§ DATA PROVIDED:
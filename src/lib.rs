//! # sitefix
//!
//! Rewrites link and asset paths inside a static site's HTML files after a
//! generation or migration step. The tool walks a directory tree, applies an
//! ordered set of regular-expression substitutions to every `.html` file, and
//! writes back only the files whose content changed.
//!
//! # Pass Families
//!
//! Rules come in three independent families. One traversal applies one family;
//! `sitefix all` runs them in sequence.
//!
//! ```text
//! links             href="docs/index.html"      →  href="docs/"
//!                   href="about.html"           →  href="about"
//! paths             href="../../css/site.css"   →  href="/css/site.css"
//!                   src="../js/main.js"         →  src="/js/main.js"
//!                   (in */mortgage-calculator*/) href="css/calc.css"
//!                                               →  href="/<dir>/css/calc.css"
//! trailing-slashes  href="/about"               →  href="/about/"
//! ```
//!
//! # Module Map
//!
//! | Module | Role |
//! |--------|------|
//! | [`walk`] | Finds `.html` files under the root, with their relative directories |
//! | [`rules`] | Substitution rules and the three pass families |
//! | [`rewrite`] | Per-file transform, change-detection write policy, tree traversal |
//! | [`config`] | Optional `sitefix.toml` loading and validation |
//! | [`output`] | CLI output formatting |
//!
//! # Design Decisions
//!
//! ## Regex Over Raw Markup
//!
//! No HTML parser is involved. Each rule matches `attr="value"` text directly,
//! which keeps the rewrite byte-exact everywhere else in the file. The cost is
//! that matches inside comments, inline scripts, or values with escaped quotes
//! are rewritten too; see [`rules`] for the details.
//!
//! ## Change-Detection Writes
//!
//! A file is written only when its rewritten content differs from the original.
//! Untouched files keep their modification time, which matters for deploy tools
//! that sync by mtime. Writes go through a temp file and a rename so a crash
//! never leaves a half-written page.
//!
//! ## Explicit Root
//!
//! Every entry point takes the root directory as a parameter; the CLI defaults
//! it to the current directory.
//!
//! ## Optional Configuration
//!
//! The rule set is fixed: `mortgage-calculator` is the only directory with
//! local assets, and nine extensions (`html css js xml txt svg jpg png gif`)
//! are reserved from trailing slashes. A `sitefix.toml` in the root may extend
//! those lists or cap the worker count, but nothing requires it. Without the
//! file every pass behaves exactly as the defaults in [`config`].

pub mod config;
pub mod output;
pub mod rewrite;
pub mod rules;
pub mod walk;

...

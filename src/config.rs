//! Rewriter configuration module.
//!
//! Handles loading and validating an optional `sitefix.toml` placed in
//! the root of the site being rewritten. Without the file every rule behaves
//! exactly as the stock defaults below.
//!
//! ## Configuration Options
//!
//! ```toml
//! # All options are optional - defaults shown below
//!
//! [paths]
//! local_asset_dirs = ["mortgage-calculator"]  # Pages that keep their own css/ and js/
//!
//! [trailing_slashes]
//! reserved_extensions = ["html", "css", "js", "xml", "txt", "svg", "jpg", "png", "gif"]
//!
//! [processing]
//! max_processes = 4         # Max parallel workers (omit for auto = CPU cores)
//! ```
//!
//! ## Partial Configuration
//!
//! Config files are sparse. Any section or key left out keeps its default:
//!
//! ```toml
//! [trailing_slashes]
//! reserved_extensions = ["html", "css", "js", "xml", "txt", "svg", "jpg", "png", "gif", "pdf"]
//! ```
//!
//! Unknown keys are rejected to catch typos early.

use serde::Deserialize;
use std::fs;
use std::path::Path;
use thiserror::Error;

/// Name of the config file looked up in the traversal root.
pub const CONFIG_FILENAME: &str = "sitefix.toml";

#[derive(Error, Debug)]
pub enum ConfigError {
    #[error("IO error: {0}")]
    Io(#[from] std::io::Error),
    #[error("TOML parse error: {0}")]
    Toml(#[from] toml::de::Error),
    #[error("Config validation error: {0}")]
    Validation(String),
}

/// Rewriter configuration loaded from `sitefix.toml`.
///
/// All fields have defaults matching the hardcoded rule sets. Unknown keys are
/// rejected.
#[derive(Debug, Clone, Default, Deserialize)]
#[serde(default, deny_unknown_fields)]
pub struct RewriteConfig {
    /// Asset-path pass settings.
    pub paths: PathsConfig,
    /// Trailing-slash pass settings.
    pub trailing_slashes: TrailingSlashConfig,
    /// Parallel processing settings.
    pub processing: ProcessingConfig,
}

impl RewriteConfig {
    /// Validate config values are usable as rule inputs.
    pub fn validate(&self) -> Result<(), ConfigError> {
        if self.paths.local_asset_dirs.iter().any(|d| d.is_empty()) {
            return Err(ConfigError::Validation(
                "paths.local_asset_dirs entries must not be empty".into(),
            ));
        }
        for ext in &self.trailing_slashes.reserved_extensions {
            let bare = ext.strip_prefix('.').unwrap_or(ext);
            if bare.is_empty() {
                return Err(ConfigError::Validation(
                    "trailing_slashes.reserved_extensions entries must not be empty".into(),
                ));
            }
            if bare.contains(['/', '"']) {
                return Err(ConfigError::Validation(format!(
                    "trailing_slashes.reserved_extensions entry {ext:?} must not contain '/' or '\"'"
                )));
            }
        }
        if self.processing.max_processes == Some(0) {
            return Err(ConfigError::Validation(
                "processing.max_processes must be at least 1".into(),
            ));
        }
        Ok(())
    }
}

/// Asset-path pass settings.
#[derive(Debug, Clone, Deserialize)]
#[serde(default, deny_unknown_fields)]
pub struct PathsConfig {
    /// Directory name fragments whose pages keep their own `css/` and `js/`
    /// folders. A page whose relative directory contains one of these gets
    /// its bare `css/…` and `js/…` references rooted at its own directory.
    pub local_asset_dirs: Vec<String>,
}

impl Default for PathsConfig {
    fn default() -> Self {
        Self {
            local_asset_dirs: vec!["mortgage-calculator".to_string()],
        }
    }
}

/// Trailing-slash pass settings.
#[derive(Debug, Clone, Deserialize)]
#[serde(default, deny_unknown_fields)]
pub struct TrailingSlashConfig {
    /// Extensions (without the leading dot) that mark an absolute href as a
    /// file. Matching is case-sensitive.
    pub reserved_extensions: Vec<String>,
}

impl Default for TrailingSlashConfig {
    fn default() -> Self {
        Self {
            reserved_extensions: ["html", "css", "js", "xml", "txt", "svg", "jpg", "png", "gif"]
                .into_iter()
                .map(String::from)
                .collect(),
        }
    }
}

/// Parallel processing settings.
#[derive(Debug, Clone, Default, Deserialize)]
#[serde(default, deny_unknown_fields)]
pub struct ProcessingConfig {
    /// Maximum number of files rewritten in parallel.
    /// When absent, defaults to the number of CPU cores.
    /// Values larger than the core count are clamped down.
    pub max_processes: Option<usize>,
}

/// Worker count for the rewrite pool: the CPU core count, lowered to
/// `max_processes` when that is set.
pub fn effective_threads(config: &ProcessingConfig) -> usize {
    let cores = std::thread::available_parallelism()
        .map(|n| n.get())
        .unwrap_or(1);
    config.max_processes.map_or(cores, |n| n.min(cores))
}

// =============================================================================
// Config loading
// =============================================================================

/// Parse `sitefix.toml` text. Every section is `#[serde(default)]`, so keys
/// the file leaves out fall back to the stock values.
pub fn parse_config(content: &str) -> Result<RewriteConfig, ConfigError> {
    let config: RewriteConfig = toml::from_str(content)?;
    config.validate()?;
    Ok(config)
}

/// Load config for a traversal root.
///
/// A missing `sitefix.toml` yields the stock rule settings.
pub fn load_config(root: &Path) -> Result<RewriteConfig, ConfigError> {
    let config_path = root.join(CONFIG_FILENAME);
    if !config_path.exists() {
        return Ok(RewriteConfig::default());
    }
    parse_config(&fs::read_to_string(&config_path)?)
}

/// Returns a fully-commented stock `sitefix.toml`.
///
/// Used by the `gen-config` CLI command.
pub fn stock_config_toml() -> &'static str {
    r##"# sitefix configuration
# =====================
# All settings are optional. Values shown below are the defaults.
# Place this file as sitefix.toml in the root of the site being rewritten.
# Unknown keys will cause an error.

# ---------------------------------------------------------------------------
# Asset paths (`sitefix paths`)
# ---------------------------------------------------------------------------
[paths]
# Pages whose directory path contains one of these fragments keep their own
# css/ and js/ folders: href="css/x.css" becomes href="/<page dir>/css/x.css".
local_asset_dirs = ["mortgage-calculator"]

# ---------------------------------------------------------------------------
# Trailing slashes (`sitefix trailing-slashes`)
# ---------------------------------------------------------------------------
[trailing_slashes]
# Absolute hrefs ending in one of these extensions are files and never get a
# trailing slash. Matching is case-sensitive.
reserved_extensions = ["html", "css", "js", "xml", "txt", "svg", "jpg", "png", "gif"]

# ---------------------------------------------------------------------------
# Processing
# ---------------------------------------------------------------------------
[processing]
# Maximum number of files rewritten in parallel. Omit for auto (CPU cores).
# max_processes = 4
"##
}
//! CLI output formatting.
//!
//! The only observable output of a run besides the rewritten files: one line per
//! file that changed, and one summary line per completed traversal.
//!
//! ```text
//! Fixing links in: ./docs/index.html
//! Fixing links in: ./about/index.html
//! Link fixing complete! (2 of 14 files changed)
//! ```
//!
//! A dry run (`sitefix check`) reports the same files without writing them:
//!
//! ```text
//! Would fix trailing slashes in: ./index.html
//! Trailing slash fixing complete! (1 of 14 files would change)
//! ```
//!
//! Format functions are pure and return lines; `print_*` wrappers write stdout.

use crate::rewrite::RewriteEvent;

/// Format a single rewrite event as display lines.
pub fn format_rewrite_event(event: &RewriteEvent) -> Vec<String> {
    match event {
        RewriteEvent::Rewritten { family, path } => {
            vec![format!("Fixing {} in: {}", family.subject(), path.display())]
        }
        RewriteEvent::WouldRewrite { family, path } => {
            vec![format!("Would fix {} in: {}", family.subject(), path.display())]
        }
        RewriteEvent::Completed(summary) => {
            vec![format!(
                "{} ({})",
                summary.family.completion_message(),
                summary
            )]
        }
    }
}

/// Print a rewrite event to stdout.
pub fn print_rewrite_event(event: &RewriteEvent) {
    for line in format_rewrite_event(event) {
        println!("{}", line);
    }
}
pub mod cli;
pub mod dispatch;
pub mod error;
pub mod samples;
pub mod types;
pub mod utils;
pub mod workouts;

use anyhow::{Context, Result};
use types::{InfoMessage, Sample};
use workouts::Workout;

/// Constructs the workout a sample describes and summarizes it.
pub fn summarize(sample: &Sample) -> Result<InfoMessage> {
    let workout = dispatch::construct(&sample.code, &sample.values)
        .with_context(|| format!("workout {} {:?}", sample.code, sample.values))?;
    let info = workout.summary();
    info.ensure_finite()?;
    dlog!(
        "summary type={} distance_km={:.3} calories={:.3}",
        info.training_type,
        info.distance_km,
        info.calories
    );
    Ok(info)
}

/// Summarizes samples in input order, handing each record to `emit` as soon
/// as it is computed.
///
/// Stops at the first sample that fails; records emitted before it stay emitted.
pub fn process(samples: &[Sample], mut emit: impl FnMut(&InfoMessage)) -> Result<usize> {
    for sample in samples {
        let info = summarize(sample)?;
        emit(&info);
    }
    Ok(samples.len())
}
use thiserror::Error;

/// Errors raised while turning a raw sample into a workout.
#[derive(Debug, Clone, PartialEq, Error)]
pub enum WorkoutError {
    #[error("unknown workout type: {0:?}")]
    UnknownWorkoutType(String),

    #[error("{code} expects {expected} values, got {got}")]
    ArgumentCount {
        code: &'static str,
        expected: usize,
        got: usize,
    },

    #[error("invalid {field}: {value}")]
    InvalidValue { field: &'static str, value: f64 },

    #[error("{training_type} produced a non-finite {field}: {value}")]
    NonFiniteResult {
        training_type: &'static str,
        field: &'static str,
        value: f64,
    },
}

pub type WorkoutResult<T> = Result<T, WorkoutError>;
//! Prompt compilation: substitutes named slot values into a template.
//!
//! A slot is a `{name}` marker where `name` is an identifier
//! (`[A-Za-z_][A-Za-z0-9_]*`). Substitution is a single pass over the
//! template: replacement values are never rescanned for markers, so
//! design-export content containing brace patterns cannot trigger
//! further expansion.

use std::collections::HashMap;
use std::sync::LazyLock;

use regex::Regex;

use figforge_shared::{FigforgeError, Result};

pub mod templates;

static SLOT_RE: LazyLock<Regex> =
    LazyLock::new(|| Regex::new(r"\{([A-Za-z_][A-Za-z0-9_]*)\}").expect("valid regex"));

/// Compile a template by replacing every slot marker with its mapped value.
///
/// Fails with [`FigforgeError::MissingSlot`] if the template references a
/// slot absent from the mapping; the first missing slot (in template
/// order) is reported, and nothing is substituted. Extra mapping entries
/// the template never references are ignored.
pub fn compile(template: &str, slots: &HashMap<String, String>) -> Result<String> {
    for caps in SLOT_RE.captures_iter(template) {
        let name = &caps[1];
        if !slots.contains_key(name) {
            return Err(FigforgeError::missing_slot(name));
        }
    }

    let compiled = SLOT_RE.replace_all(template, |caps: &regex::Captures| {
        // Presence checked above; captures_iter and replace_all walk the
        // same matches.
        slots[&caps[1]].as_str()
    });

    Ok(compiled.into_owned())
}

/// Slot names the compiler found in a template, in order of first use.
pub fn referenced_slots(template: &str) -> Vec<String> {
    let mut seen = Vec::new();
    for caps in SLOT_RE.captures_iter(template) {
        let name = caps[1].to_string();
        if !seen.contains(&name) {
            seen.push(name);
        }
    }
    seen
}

...

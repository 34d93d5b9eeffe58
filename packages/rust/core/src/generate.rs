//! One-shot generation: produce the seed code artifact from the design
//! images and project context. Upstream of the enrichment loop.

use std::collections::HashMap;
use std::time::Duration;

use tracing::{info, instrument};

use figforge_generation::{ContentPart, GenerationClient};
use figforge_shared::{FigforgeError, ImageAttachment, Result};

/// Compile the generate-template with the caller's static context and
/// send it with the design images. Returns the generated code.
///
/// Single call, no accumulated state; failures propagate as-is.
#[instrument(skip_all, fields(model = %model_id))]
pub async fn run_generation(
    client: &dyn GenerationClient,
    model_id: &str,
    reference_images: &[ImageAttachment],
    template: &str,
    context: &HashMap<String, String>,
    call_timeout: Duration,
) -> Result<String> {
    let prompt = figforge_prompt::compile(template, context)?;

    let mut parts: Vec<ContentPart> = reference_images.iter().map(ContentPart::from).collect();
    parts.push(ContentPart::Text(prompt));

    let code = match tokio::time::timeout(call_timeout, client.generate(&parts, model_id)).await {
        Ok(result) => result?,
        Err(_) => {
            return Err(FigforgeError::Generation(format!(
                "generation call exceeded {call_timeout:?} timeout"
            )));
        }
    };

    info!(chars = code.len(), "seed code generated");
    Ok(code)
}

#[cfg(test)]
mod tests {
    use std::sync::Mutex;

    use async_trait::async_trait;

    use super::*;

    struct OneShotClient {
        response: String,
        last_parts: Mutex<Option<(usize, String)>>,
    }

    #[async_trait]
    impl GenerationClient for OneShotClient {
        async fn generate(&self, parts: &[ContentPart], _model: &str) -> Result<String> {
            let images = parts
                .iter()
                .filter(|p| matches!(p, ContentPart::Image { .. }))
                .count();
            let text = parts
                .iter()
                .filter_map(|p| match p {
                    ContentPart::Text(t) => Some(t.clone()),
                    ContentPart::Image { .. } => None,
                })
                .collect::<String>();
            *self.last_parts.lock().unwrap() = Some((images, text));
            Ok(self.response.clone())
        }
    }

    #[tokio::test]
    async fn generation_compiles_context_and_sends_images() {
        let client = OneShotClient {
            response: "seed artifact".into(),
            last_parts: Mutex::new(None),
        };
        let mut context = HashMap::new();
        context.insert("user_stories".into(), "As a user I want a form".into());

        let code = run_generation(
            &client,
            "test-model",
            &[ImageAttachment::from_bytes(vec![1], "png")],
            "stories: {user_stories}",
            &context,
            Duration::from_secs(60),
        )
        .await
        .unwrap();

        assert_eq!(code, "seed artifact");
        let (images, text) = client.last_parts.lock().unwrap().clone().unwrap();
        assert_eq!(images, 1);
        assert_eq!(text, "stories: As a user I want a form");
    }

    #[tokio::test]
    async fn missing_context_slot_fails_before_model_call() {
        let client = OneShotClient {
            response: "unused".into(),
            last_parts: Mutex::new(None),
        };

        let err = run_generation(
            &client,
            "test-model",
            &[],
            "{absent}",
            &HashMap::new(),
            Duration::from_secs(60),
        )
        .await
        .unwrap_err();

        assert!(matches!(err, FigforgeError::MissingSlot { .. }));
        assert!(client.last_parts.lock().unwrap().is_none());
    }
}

§ WHAT TO PRODUCE: Where a line in the records above contains the string "traversal", return that line.

§ SOLUTION FOR THIS PROBLEM:
//! Rules come in three independent families. One traversal applies one family;
//! | [`rewrite`] | Per-file transform, change-detection write policy, tree traversal |
/// Name of the config file looked up in the traversal root.
/// Load config for a traversal root.
//! file that changed, and one summary line per completed traversal.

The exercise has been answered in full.